Topic: In these times...
Visual Commentary
No detailed commentary today. It was a day for driving around Los Angeles and taking photographs for this weekend's Just Above Sunset, the magazine-format parent site to this daily web log. And it was Miles Davis' eightieth birthday, so at Just Above Sunset Photography there's this, some words on his life and his music, and a photo of his star on the Hollywood Walk of Fame, and two shots of what's right there with the star. It seemed like the right thing to do on his birthday.
But then, while driving around, you snap something that's just political commentary in and of itself. Below? In Marina del Rey, the underclass illustrated at the yard where they sell and service extraordinarily expensive yachts. It's so California, the rich above, and the Hispanic workers below, having lunch. All as it should be, or something.
And it's Memorial Day weekend. It used to be Decoration Day, a day to commemorate the men and women who died in military service for this country. It began as a holiday to honor Union soldiers who died during the Civil War, but after the First World War it was expanded to include anyone who died in any war or military action. The Veterans Memorial Park in Westwood, just west of UCLA, is crowded now. Below you see just a fraction of the grounds Friday morning. The photo is from nine in the morning. Deep marine layer with ground fog. The holiday begins.

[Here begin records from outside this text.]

//! List and sequence builtins: length, append, member, set, reverse,
//! sort, slice, join, split, map, filter, range, sum
//!
//! Lists stay lazy wherever possible: `map` wraps elements in calls to be
//! evaluated on demand, `filter` and `set` rebuild lists that keep the
//! original capture environment.

use super::{as_list, as_num, as_str, validators, value_eq, BuiltinFunc, Registry, TypeSpec};
use crate::ast::{Expr, Pos};
use crate::error::{ErrorKind, NumFuError};
use crate::interpreter::Interpreter;
use crate::number::Number;
use crate::value::{ListValue, Value};

fn length(_interp: &mut Interpreter, args: &[Value]) -> Result<Value, NumFuError> {
    let len = match &args[0] {
        Value::List(l) => l.len(),
        Value::Str(s) => s.chars().count(),
        other => {
            return Err(NumFuError::new(
                ErrorKind::Type,
                format!("expected List or String, got {}", other.type_name()),
            ))
        }
    };
    Ok(Value::Number(Number::from_i64(len as i64)))
}

fn append(interp: &mut Interpreter, args: &[Value]) -> Result<Value, NumFuError> {
    let l = as_list(&args[0])?;
    let (expr, curry) = interp.lift(args[1].clone(), &l.curry);
    let mut elements: Vec<Expr> = l.elements.iter().cloned().collect();
    elements.push(expr);
    Ok(Value::List(ListValue::new(elements, curry, l.module.clone())))
}

fn member_list(interp: &mut Interpreter, args: &[Value]) -> Result<Value, NumFuError> {
    let needle = &args[0];
    let values = interp.list_values(as_list(&args[1])?)?;
    for v in &values {
        if value_eq(interp, needle, v)? {
            return Ok(Value::Bool(true));
        }
    }
    Ok(Value::Bool(false))
}

fn member_str(_interp: &mut Interpreter, args: &[Value]) -> Result<Value, NumFuError> {
    let (needle, hay) = (as_str(&args[0])?, as_str(&args[1])?);
    Ok(Value::Bool(hay.contains(needle)))
}

/// Resolve a possibly-negative index against `len`, or report the
/// out-of-range condition.
fn resolve_index(i: i64, len: usize, what: &str) -> Result<usize, NumFuError> {
    let len = len as i64;
    let idx = if i < 0 { len + i } else { i };
    if idx < 0 || idx >= len {
        return Err(NumFuError::new(
            ErrorKind::Index,
            format!("{what} index out of range"),
        ));
    }
    Ok(idx as usize)
}

fn set_list(interp: &mut Interpreter, args: &[Value]) -> Result<Value, NumFuError> {
    let l = as_list(&args[0])?;
    let i = as_num(&args[1])?.to_i64().unwrap_or(i64::MAX);
    let idx = resolve_index(i, l.len(), "List")?;
    let (expr, curry) = interp.lift(args[2].clone(), &l.curry);
    let mut elements: Vec<Expr> = l.elements.iter().cloned().collect();
    elements[idx] = expr;
    Ok(Value::List(ListValue::new(elements, curry, l.module.clone())))
}

fn set_string(_interp: &mut Interpreter, args: &[Value]) -> Result<Value, NumFuError> {
    let s = as_str(&args[0])?;
    let i = as_num(&args[1])?.to_i64().unwrap_or(i64::MAX);
    let replacement = as_str(&args[2])?;
    let chars: Vec<char> = s.chars().collect();
    let idx = resolve_index(i, chars.len(), "String")?;
    let mut out: String = chars[..idx].iter().collect();
    out.push_str(replacement);
    out.extend(&chars[idx + 1..]);
    Ok(Value::Str(out))
}

fn reverse(_interp: &mut Interpreter, args: &[Value]) -> Result<Value, NumFuError> {
    Ok(match &args[0] {
        Value::Str(s) => Value::Str(s.chars().rev().collect()),
        Value::List(l) => {
            let elements: Vec<Expr> = l.elements.iter().rev().cloned().collect();
            Value::List(ListValue::new(elements, l.curry.clone(), l.module.clone()))
        }
        other => {
            return Err(NumFuError::new(
                ErrorKind::Type,
                format!("expected List or String, got {}", other.type_name()),
            ))
        }
    })
}

fn sort(interp: &mut Interpreter, args: &[Value]) -> Result<Value, NumFuError> {
    if let Value::Str(s) = &args[0] {
        let mut chars: Vec<char> = s.chars().collect();
        chars.sort_unstable();
        return Ok(Value::Str(chars.into_iter().collect()));
    }
    let l = as_list(&args[0])?;
    let mut values = interp.list_values(l)?;
    let all_numbers = values.iter().all(|v| matches!(v, Value::Number(_)));
    let all_strings = values.iter().all(|v| matches!(v, Value::Str(_)));
    if !all_numbers && !all_strings {
        return Err(NumFuError::new(
            ErrorKind::Type,
            "Cannot sort a list with mixed element types",
        ));
    }
    if all_numbers {
        values.sort_by(|a, b| match (a, b) {
            (Value::Number(x), Value::Number(y)) => {
                x.cmp_num(y).unwrap_or(std::cmp::Ordering::Equal)
            }
            _ => std::cmp::Ordering::Equal,
        });
    } else {
        values.sort_by(|a, b| match (a, b) {
            (Value::Str(x), Value::Str(y)) => x.cmp(y),
            _ => std::cmp::Ordering::Equal,
        });
    }
    let mut curry = l.curry.clone();
    let mut elements = Vec::with_capacity(values.len());
    for v in values {
        let (expr, next) = interp.lift(v, &curry);
        curry = next;
        elements.push(expr);
    }
    Ok(Value::List(ListValue::new(elements, curry, l.module.clone())))
}

fn slice(_interp: &mut Interpreter, args: &[Value]) -> Result<Value, NumFuError> {
    let start = as_num(&args[1])?.to_i64().unwrap_or(0);
    let stop = as_num(&args[2])?.to_i64().unwrap_or(-1);
    let clamp = |i: i64, len: usize| -> usize {
        let len = len as i64;
        let idx = if i < 0 { len + i } else { i };
        idx.clamp(0, len) as usize
    };
    Ok(match &args[0] {
        Value::Str(s) => {
            let chars: Vec<char> = s.chars().collect();
            let from = clamp(start, chars.len());
            let to = if stop == -1 {
                chars.len()
            } else {
                clamp(stop + 1, chars.len())
            };
            Value::Str(chars[from..to.max(from)].iter().collect())
        }
        Value::List(l) => {
            let from = clamp(start, l.len());
            let to = if stop == -1 {
                l.len()
            } else {
                clamp(stop + 1, l.len())
            };
            let elements: Vec<Expr> = l.elements[from..to.max(from)].to_vec();
            Value::List(ListValue::new(elements, l.curry.clone(), l.module.clone()))
        }
        other => {
            return Err(NumFuError::new(
                ErrorKind::Type,
                format!("expected List or String, got {}", other.type_name()),
            ))
        }
    })
}

fn join(interp: &mut Interpreter, args: &[Value]) -> Result<Value, NumFuError> {
    let values = interp.list_values(as_list(&args[0])?)?;
    let sep = as_str(&args[1])?;
    let mut parts = Vec::with_capacity(values.len());
    for v in &values {
        parts.push(as_str(v)?.to_string());
    }
    Ok(Value::Str(parts.join(sep)))
}

fn split(interp: &mut Interpreter, args: &[Value]) -> Result<Value, NumFuError> {
    let (s, sep) = (as_str(&args[0])?, as_str(&args[1])?);
    let pieces: Vec<String> = if sep.is_empty() {
        s.chars().map(|c| c.to_string()).collect()
    } else {
        s.split(sep).map(|p| p.to_string()).collect()
    };
    let elements: Vec<Expr> = pieces
        .into_iter()
        .map(|p| Expr::Str {
            value: p,
            pos: Pos::default(),
        })
        .collect();
    Ok(Value::List(ListValue::new(
        elements,
        crate::env::Env::new(),
        interp.ctx_module().to_string(),
    )))
}

/// `map` stays lazy: every element becomes a pending call of the mapped
/// function, evaluated in the list's capture environment on demand.
fn map(interp: &mut Interpreter, args: &[Value]) -> Result<Value, NumFuError> {
    let l = as_list(&args[0])?;
    let (func_expr, curry) = interp.lift(args[1].clone(), &l.curry);
    let elements: Vec<Expr> = l
        .elements
        .iter()
        .map(|e| Expr::Call {
            func: Box::new(func_expr.clone()),
            args: vec![e.clone()],
            pos: e.pos(),
        })
        .collect();
    Ok(Value::List(ListValue::new(elements, curry, l.module.clone())))
}

/// `filter` evaluates eagerly: the predicate runs against each element in
/// the list's capture environment, keeping the surviving element
/// expressions in their original positions.
fn filter(interp: &mut Interpreter, args: &[Value]) -> Result<Value, NumFuError> {
    let l = as_list(&args[0])?.clone();
    let func = args[1].clone();
    let mut elements = Vec::new();
    for e in l.elements.iter() {
        let value = interp.eval_in_env(e, &l.curry, &l.module)?;
        let keep = interp.call_function(&func, vec![value], &l.curry)?;
        if keep.truthy() {
            elements.push(e.clone());
        }
    }
    Ok(Value::List(ListValue::new(elements, l.curry.clone(), l.module.clone())))
}

fn range(interp: &mut Interpreter, args: &[Value]) -> Result<Value, NumFuError> {
    let from = as_num(&args[0])?.to_i64().unwrap_or(0);
    let to = as_num(&args[1])?.to_i64().unwrap_or(0);
    let elements: Vec<Expr> = (from..to)
        .map(|i| Expr::Number {
            text: i.to_string(),
            pos: Pos::default(),
        })
        .collect();
    Ok(Value::List(ListValue::new(
        elements,
        crate::env::Env::new(),
        interp.ctx_module().to_string(),
    )))
}

fn sum_values(interp: &mut Interpreter, values: &[Value]) -> Result<Value, NumFuError> {
    let mut total = Number::zero();
    for v in values {
        total = total.add(as_num(v)?, interp.precision);
    }
    Ok(Value::Number(total))
}

fn sum_list(interp: &mut Interpreter, args: &[Value]) -> Result<Value, NumFuError> {
    let values = interp.list_values(as_list(&args[0])?)?;
    sum_values(interp, &values)
}

fn sum_variadic(interp: &mut Interpreter, args: &[Value]) -> Result<Value, NumFuError> {
    sum_values(interp, args)
}

pub fn register(reg: &mut Registry) {
    reg.core(BuiltinFunc::new("length").add(
        vec![TypeSpec::union(vec![TypeSpec::List, TypeSpec::Str])],
        length,
    ));
    reg.core(BuiltinFunc::new("append").add(vec![TypeSpec::List, TypeSpec::Any], append));
    reg.core(
        BuiltinFunc::new("member")
            .add(vec![TypeSpec::Str, TypeSpec::Str], member_str)
            .add(vec![TypeSpec::Any, TypeSpec::List], member_list),
    );
    reg.core(
        BuiltinFunc::new("set")
            .add_checked(
                vec![TypeSpec::List, TypeSpec::Number, TypeSpec::Any],
                vec![None, Some(validators::LIST_INDEX), None],
                set_list,
            )
            .add_checked(
                vec![TypeSpec::Str, TypeSpec::Number, TypeSpec::Str],
                vec![None, Some(validators::STRING_INDEX), None],
                set_string,
            ),
    );
    reg.core(BuiltinFunc::new("reverse").add(
        vec![TypeSpec::union(vec![TypeSpec::List, TypeSpec::Str])],
        reverse,
    ));
    reg.core(
        BuiltinFunc::new("sort")
            .eval_lists()
            .add(
                vec![TypeSpec::list_of(TypeSpec::union(vec![
                    TypeSpec::Number,
                    TypeSpec::Str,
                ]))],
                sort,
            )
            .add(vec![TypeSpec::Str], sort),
    );
    reg.core(
        BuiltinFunc::new("slice").add_checked(
            vec![
                TypeSpec::union(vec![TypeSpec::List, TypeSpec::Str]),
                TypeSpec::Number,
                TypeSpec::Number,
            ],
            vec![
                None,
                Some(validators::STRING_INDEX),
                Some(validators::STRING_INDEX),
            ],
            slice,
        ),
    );
    reg.core(
        BuiltinFunc::new("join")
            .eval_lists()
            .add(vec![TypeSpec::list_of(TypeSpec::Str), TypeSpec::Str], join),
    );
    reg.core(BuiltinFunc::new("split").add(vec![TypeSpec::Str, TypeSpec::Str], split));
    reg.core(BuiltinFunc::new("map").add(vec![TypeSpec::List, TypeSpec::Function], map));
    reg.core(BuiltinFunc::new("filter").add(vec![TypeSpec::List, TypeSpec::Function], filter));
    reg.core(
        BuiltinFunc::new("range").add_checked(
            vec![TypeSpec::Number, TypeSpec::Number],
            vec![
                Some(validators::RANGE_BOUND),
                Some(validators::RANGE_BOUND),
            ],
            range,
        ),
    );
    reg.core(
        BuiltinFunc::new("sum")
            .eval_lists()
            .add(vec![TypeSpec::list_of(TypeSpec::Number)], sum_list)
            .add(
                vec![TypeSpec::Number, TypeSpec::infinite_of(TypeSpec::Number)],
                sum_variadic,
            ),
    );
}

Can we return to peaceful times, the good old days when we weren't at war? No. We always were at war somewhere or other. The pauses were anomalies, and they were brief. The contention that peace is that natural state of man is simply false. It's the exception. The evidence, all of history, proves it. Below is just some visual evidence.
But to be clear, this is not to say it is Americans, unfortunately, that can be best be defined by war - that's what we Americans do. Every nation is the same, every people. We're not exceptional, nor exceptionally bellicose. Man can be defined as the species that wars. It's what we do. You can glorify it. You can be sad. It hardly matters. Every nation and every people make war to define who they are, and who they are not. It gives us meaning. What else does?
A final shot, tourists on Hollywood Boulevard as Memorial Day weekend begins. Flashy patriotism meets tacky commerce. America.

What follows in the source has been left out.